Ramesh Natarajan, PhD

Professor of Medicine, Department of Internal Medicine,
Division of Pulmonary Disease and Critical Care Medicine
Virginia Commonwealth University, Richmond, VA

image of Dr. Ramesh Natarajan

Abstract: Bacterial infections of the lungs and abdomen are among the most common causes of sepsis. Sepsis-induced acute lung injury (ALI) is a persisting clinical problem with no direct therapy. We used various models of sepsis in wild type and knockout mice to determine whether parenteral vitamin C modulates the dysregulated pro-inflammatory, pro-coagulant state that leads to sepsis-induced lung injury. Male C57BL/6 wild type mice and mice lacking functional L-gulono-γ-lactone oxidase (Gulo−/−) were exposed to bacterial lipopolysaccharide (endotoxin) or a fecal stem solution (polymicrobial sepsis) to induce abdominal peritonitis 30 min prior to parenterally receiving either reduced vitamin C (ascorbic acid, 200 mg/kg) or oxidized vitamin C (dehydroascorbic acid, 200 mg/kg).

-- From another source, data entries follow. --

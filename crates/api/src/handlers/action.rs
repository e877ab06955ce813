use actix_web::{web, HttpResponse};
use endpoint_relay_dispatch::run_action;
use metrics::counter;
use serde::{Deserialize, Serialize};

use crate::state::AppState;

use super::ApiError;

#[derive(Debug, Deserialize, Serialize)]
pub struct DispatchRequest {
    pub id: String,
}

#[derive(Debug, Serialize, Deserialize)]
pub struct DispatchResponse {
    pub status: String,
    pub endpoint_status: u16,
    pub body: String,
}

pub async fn dispatch_handler(
    state: web::Data<AppState>,
    payload: web::Json<DispatchRequest>,
) -> Result<HttpResponse, ApiError> {
    let response = run_action(state.collaborators(), state.config_name(), &payload.id)
        .await
        .inspect_err(|_| {
            counter!("api_dispatch_requests_total", "status" => "error").increment(1);
        })?;

    counter!("api_dispatch_requests_total", "status" => "success").increment(1);
    Ok(HttpResponse::Ok().json(DispatchResponse {
        status: "success".to_string(),
        endpoint_status: response.status,
        body: response.body,
    }))
}
use actix_web::{web::Data, HttpResponse};

use crate::state::AppState;

pub async fn metrics_handler(state: Data<AppState>) -> HttpResponse {
    let body = state.telemetry().render_metrics();
    HttpResponse::Ok()
        .content_type("text/plain; version=0.0.4")
        .body(body)
}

Variables examined included survival, extent of ALI, pulmonary inflammatory markers, bronchoalveolar epithelial permeability, alveolar fluid clearance, epithelial ion channel, and pump expression, tight junction protein expression, cytoskeletal rearrangements, neutrophil extracellular trap formation (NETosis), multiple organ failure and various coagulation parameters in septic blood. Sepsis induced ALI was characterized by compromised lung epithelial permeability, reduced alveolar fluid clearance, pulmonary inflammation and neutrophil sequestration, increased formation of NETs, significant coagulation abnormalities, and increased mortality due to multiple organ failure. A single infusion of parenteral vitamin C protected mice from the deleterious consequences of sepsis by multiple mechanisms, including attenuation of the NFκB driven pro-inflammatory response, enhancement of epithelial barrier function, increasing alveolar fluid clearance, prevention of sepsis-associated coagulation abnormalities, attenuation of NETosis, and normalization of physiological functions that attenuated the development of multiple organ dysfunction. These pre-clinical studies using parenteral vitamin C were central to the completed PHASE I trial of intravenous vitamin C in sepsis and the ongoing PHASE II multi-center trial examining the efficacy of intravenous vitamin C infusion in human sepsis-associated ALI.

New data from a model of hemorrhagic shock and polytrauma show that IV vitamin C may mitigate the pro-inflammatory/pro-coagulant response that contributes to multiple organ failure following acute severe polytrauma.